# [TASK ITEM]
Scan the entries and copy each line where the word "RetryPolicy" is present.

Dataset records
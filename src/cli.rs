//! Parseo de argumentos del binario (`durachat <comando> [--flag valor]...`).

use thiserror::Error;
use uuid::Uuid;

pub const USAGE: &str = "Uso: durachat <comando>
  recover
  create-conversation [--key <ID>]
  send --conversation <UUID> --content <TXT> [--key <ID>]
  delete --conversation <UUID> [--key <ID>]
  conversations
  conversation --conversation <UUID>
  messages --conversation <UUID>
  status --id <ID>
  pending
  forget --id <ID>";

#[derive(Debug, Clone, PartialEq, Eq)]
pub enum Command {
    Recover,
    CreateConversation { key: Option<String> },
    Send { conversation: Uuid, content: String, key: Option<String> },
    Delete { conversation: Uuid, key: Option<String> },
    Conversations,
    Conversation { conversation: Uuid },
    Messages { conversation: Uuid },
    Status { id: String },
    Pending,
    Forget { id: String },
}

#[derive(Debug, Clone, PartialEq, Eq, Error)]
pub enum CliError {
    /// Comando o flag obligatorio ausente (salida 2).
    #[error("{0}")]
    Usage(String),
    /// Valor con formato incorrecto (salida 3).
    #[error("{0}")]
    Invalid(String),
}

impl CliError {
    pub fn exit_code(&self) -> i32 {
        match self {
            Self::Usage(_) => 2,
            Self::Invalid(_) => 3,
        }
    }
}

#[derive(Default)]
struct Flags {
    conversation: Option<String>,
    content: Option<String>,
    key: Option<String>,
    id: Option<String>,
}

fn flags(rest: &[String]) -> Result<Flags, CliError> {
    let mut out = Flags::default();
    let mut i = 0;
    while i < rest.len() {
        let slot = match rest[i].as_str() {
            "--conversation" => &mut out.conversation,
            "--content" => &mut out.content,
            "--key" => &mut out.key,
            "--id" => &mut out.id,
            other => return Err(CliError::Usage(format!("flag desconocido: {other}"))),
        };
        i += 1;
        match rest.get(i) {
            Some(v) => *slot = Some(v.clone()),
            None => return Err(CliError::Usage(format!("falta valor para {}", rest[i - 1]))),
        }
        i += 1;
    }
    Ok(out)
}

fn required(value: Option<String>, flag: &str) -> Result<String, CliError> {
    value.ok_or_else(|| CliError::Usage(format!("falta {flag}")))
}

fn conversation(value: Option<String>) -> Result<Uuid, CliError> {
    let raw = required(value, "--conversation")?;
    Uuid::parse_str(&raw).map_err(|_| CliError::Invalid(format!("uuid inválido: {raw}")))
}

/// `args` sin el nombre del programa.
pub fn parse_args(args: &[String]) -> Result<Command, CliError> {
    let Some((command, rest)) = args.split_first() else {
        return Err(CliError::Usage("falta el comando".into()));
    };
    let f = flags(rest)?;
    let cmd = match command.as_str() {
        "recover" => Command::Recover,
        "create-conversation" => Command::CreateConversation { key: f.key },
        "send" => Command::Send { conversation: conversation(f.conversation)?,
                                  content: required(f.content, "--content")?,
                                  key: f.key },
        "delete" => Command::Delete { conversation: conversation(f.conversation)?, key: f.key },
        "conversations" => Command::Conversations,
        "conversation" => Command::Conversation { conversation: conversation(f.conversation)? },
        "messages" => Command::Messages { conversation: conversation(f.conversation)? },
        "status" => Command::Status { id: required(f.id, "--id")? },
        "pending" => Command::Pending,
        "forget" => Command::Forget { id: required(f.id, "--id")? },
        other => return Err(CliError::Usage(format!("comando desconocido: {other}"))),
    };
    Ok(cmd)
}
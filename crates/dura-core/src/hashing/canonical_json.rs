//! JSON canónico mínimo: claves de objetos ordenadas, sin espacios.

use serde_json::Value;
use std::collections::BTreeMap;

pub fn to_canonical_json(value: &Value) -> String {
    match value {
        Value::Null => "null".to_string(),
        Value::Bool(b) => b.to_string(),
        Value::Number(n) => n.to_string(),
        // Display de Value ya produce un string JSON escapado.
        Value::String(_) => value.to_string(),
        Value::Array(arr) => {
            let items: Vec<String> = arr.iter().map(to_canonical_json).collect();
            format!("[{}]", items.join(","))
        }
        Value::Object(map) => {
            let tree: BTreeMap<&String, String> = map.iter().map(|(k, v)| (k, to_canonical_json(v))).collect();
            let items: Vec<String> = tree.into_iter()
                                         .map(|(k, v)| format!("{}:{}", Value::String(k.clone()), v))
                                         .collect();
            format!("{{{}}}", items.join(","))
        }
    }
}
//! dura-core: motor de workflows durables.
//!
//! Una función de workflow recibe un `WorkflowContext` y sólo produce efectos
//! a través de `run_step`. Cada step se memoiza por posición en un
//! `WorkflowStore`; tras un reinicio, `RecoveryManager` vuelve a ejecutar las
//! funciones pendientes desde el principio y los steps ya registrados se
//! reproducen sin invocar su cuerpo.
pub mod config;
pub mod constants;
pub mod engine;
pub mod errors;
pub mod hashing;
pub mod model;
pub mod registry;
pub mod step;
pub mod store;

pub use config::{ConfigError, EngineConfig};
pub use engine::{RecoveryManager, RecoveryReport, RecoverySummary, RuntimeBuilder, WorkflowContext, WorkflowHandle,
                 WorkflowRuntime};
pub use errors::{classify_error, DurableError, ErrorClass, StepError, StoreError};
pub use model::{lease_cutoff, ExecutionOutcome, ExecutionStatus, NewExecution, StepOutcome, StepRecord, StepStatus,
                WorkflowExecution};
pub use registry::{WorkflowFn, WorkflowRegistry};
pub use step::{RetryPolicy, StepAttempt, StepOptions};
pub use store::{InMemoryWorkflowStore, WorkflowStore};
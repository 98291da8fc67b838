//! Workflows de chat.
//!
//! Cada escritura vive en su propio step y usa como clave primaria el id
//! estable del step, así que repetir un step cuyo resultado no llegó a
//! registrarse reencuentra la fila ya insertada en lugar de duplicarla.

use std::sync::Arc;

use dura_core::{DurableError, RetryPolicy, StepError, StepOptions, WorkflowContext, WorkflowRegistry};
use log::debug;
use uuid::Uuid;

use crate::model::ChatModel;
use crate::models::{Conversation, Message, NewMessage, Role, SendMessageInput, SendMessageOutput};
use crate::store::ChatStore;

pub const CREATE_CONVERSATION: &str = "create_conversation";
pub const SEND_MESSAGE: &str = "send_message";
pub const DELETE_CONVERSATION: &str = "delete_conversation";

/// Clase de step de las llamadas al modelo; su política se configura en
/// `EngineConfig::with_step_class`.
pub const MODEL_CALL_CLASS: &str = "model_call";

#[derive(Clone)]
pub struct ChatWorkflows {
    store: Arc<dyn ChatStore>,
    model: Arc<dyn ChatModel>,
}

impl ChatWorkflows {
    pub fn new(store: Arc<dyn ChatStore>, model: Arc<dyn ChatModel>) -> Self {
        Self { store, model }
    }

    /// Política por defecto de `model_call`: `max_attempts` intentos con
    /// backoff de 1s a 30s.
    pub fn model_call_policy(max_attempts: u32) -> RetryPolicy {
        RetryPolicy::default().with_max_attempts(max_attempts)
                              .with_backoff(std::time::Duration::from_secs(1), 2.0, std::time::Duration::from_secs(30))
    }

    pub fn register(&self, registry: &mut WorkflowRegistry) -> Result<(), DurableError> {
        let wf = self.clone();
        registry.register(CREATE_CONVERSATION, move |ctx, _: ()| wf.create_conversation(ctx))?;
        let wf = self.clone();
        registry.register(SEND_MESSAGE, move |ctx, input: SendMessageInput| wf.send_message(ctx, input))?;
        let wf = self.clone();
        registry.register(DELETE_CONVERSATION, move |ctx, id: Uuid| wf.delete_conversation(ctx, id))?;
        Ok(())
    }

    pub fn create_conversation(&self, ctx: &mut WorkflowContext<'_>) -> Result<Conversation, DurableError> {
        ctx.run_step("insert_conversation", |attempt| Ok(self.store.create_conversation(attempt.stable_id())?))
    }

    pub fn send_message(&self, ctx: &mut WorkflowContext<'_>, input: SendMessageInput) -> Result<SendMessageOutput, DurableError> {
        let history: Vec<Message> = ctx.run_step("load_history", |_| {
                                           if input.content.trim().is_empty() {
                                               return Err(StepError::permanent("message content is empty"));
                                           }
                                           if self.store.get_conversation(input.conversation_id)?.is_none() {
                                               return Err(StepError::permanent(format!("conversation not found: {}",
                                                                                       input.conversation_id)));
                                           }
                                           Ok(self.store.list_messages(input.conversation_id)?)
                                       })?;

        let user_message: Message = ctx.run_step("save_user_message", |attempt| {
                                               Ok(self.store.insert_message(NewMessage { id: attempt.stable_id(),
                                                                                         conversation_id: input.conversation_id,
                                                                                         role: Role::User,
                                                                                         content: input.content.clone() })?)
                                           })?;

        let reply: String = ctx.run_step_with("generate_reply", StepOptions::class(MODEL_CALL_CLASS), |attempt| {
                                   if attempt.is_retry() {
                                       debug!("model call retry #{} for {}", attempt.attempt, attempt.workflow_id);
                                   }
                                   Ok(self.model.complete(&history, &input.content)?)
                               })?;

        let assistant_message: Message = ctx.run_step("save_assistant_message", |attempt| {
                                                    Ok(self.store.insert_message(NewMessage { id: attempt.stable_id(),
                                                                                              conversation_id: input.conversation_id,
                                                                                              role: Role::Assistant,
                                                                                              content: reply.clone() })?)
                                                })?;

        Ok(SendMessageOutput { user_message, assistant_message })
    }

    /// Borra primero los mensajes y después la conversación. Devuelve `false`
    /// si la conversación no existía.
    pub fn delete_conversation(&self, ctx: &mut WorkflowContext<'_>, conversation_id: Uuid) -> Result<bool, DurableError> {
        let removed: usize = ctx.run_step("delete_messages", |_| Ok(self.store.delete_messages(conversation_id)?))?;
        debug!("removed {} message(s) from {}", removed, conversation_id);
        ctx.run_step("delete_conversation", |_| Ok(self.store.delete_conversation(conversation_id)?))
    }
}
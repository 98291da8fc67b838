//! Registro explícito de funciones de workflow.
//!
//! Se construye antes de lanzar el runtime y se congela al entregarlo a
//! `WorkflowRuntime::builder(..).registry(..)`: a partir de ahí sólo se lee.

use std::fmt;
use std::sync::Arc;

use indexmap::IndexMap;
use serde::de::DeserializeOwned;
use serde::Serialize;
use serde_json::Value;

use crate::engine::WorkflowContext;
use crate::errors::DurableError;

/// Función registrada, ya borrada de tipo (entrada y salida en JSON).
pub type WorkflowFn = Arc<dyn Fn(&mut WorkflowContext<'_>, Value) -> Result<Value, DurableError> + Send + Sync>;

#[derive(Default, Clone)]
pub struct WorkflowRegistry {
    entries: IndexMap<String, WorkflowFn>,
}

impl fmt::Debug for WorkflowRegistry {
    fn fmt(&self, f: &mut fmt::Formatter<'_>) -> fmt::Result {
        f.debug_struct("WorkflowRegistry").field("names", &self.names()).finish()
    }
}

impl WorkflowRegistry {
    pub fn new() -> Self {
        Self::default()
    }

    /// Asocia `name` a una función tipada. La entrada se deserializa desde el
    /// JSON persistido en cada (re)ejecución; la salida se serializa al
    /// finalizar.
    pub fn register<I, O, F>(&mut self, name: &str, f: F) -> Result<(), DurableError>
        where I: DeserializeOwned,
              O: Serialize,
              F: Fn(&mut WorkflowContext<'_>, I) -> Result<O, DurableError> + Send + Sync + 'static
    {
        if self.entries.contains_key(name) {
            return Err(DurableError::DuplicateWorkflow(name.to_string()));
        }
        let wrapped: WorkflowFn = Arc::new(move |ctx: &mut WorkflowContext<'_>, raw: Value| {
            let input: I = serde_json::from_value(raw).map_err(|e| DurableError::Serialization(format!("input: {e}")))?;
            let output = f(ctx, input)?;
            serde_json::to_value(output).map_err(|e| DurableError::Serialization(format!("output: {e}")))
        });
        self.entries.insert(name.to_string(), wrapped);
        Ok(())
    }

    pub fn lookup(&self, name: &str) -> Result<WorkflowFn, DurableError> {
        self.entries.get(name).cloned().ok_or_else(|| DurableError::UnknownWorkflow(name.to_string()))
    }

    pub fn contains(&self, name: &str) -> bool {
        self.entries.contains_key(name)
    }

    /// Nombres en orden de registro.
    pub fn names(&self) -> Vec<&str> {
        self.entries.keys().map(|k| k.as_str()).collect()
    }

    pub fn len(&self) -> usize {
        self.entries.len()
    }

    pub fn is_empty(&self) -> bool {
        self.entries.is_empty()
    }
}
//! Esquema Diesel (escrito a mano, equivalente a `diesel print-schema`).

diesel::table! {
    workflow_executions (id) {
        id -> Text,
        workflow_name -> Text,
        input -> Jsonb,
        status -> Text,
        output -> Nullable<Jsonb>,
        error_detail -> Nullable<Text>,
        recovery_attempts -> Int4,
        created_at -> Timestamptz,
        updated_at -> Timestamptz,
        executor_id -> Text,
        input_hash -> Text,
    }
}

diesel::table! {
    workflow_steps (workflow_id, step_number) {
        workflow_id -> Text,
        step_number -> Int4,
        step_name -> Text,
        status -> Text,
        output -> Nullable<Jsonb>,
        error_detail -> Nullable<Text>,
        error_class -> Nullable<Text>,
        attempt_count -> Int4,
        started_at -> Timestamptz,
        completed_at -> Nullable<Timestamptz>,
    }
}

diesel::table! {
    conversations (id) {
        id -> Uuid,
        created_at -> Timestamptz,
    }
}

diesel::table! {
    messages (id) {
        id -> Uuid,
        conversation_id -> Uuid,
        role -> Text,
        content -> Text,
        created_at -> Timestamptz,
    }
}

diesel::joinable!(workflow_steps -> workflow_executions (workflow_id));
diesel::joinable!(messages -> conversations (conversation_id));

diesel::allow_tables_to_appear_in_same_query!(workflow_executions, workflow_steps, conversations, messages,);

# [RESPONSE]
pub use step::{RetryPolicy, StepAttempt, StepOptions};
use dura_core::{DurableError, RetryPolicy, StepError, StepOptions, WorkflowContext, WorkflowRegistry};
    pub fn model_call_policy(max_attempts: u32) -> RetryPolicy {
        RetryPolicy::default().with_max_attempts(max_attempts)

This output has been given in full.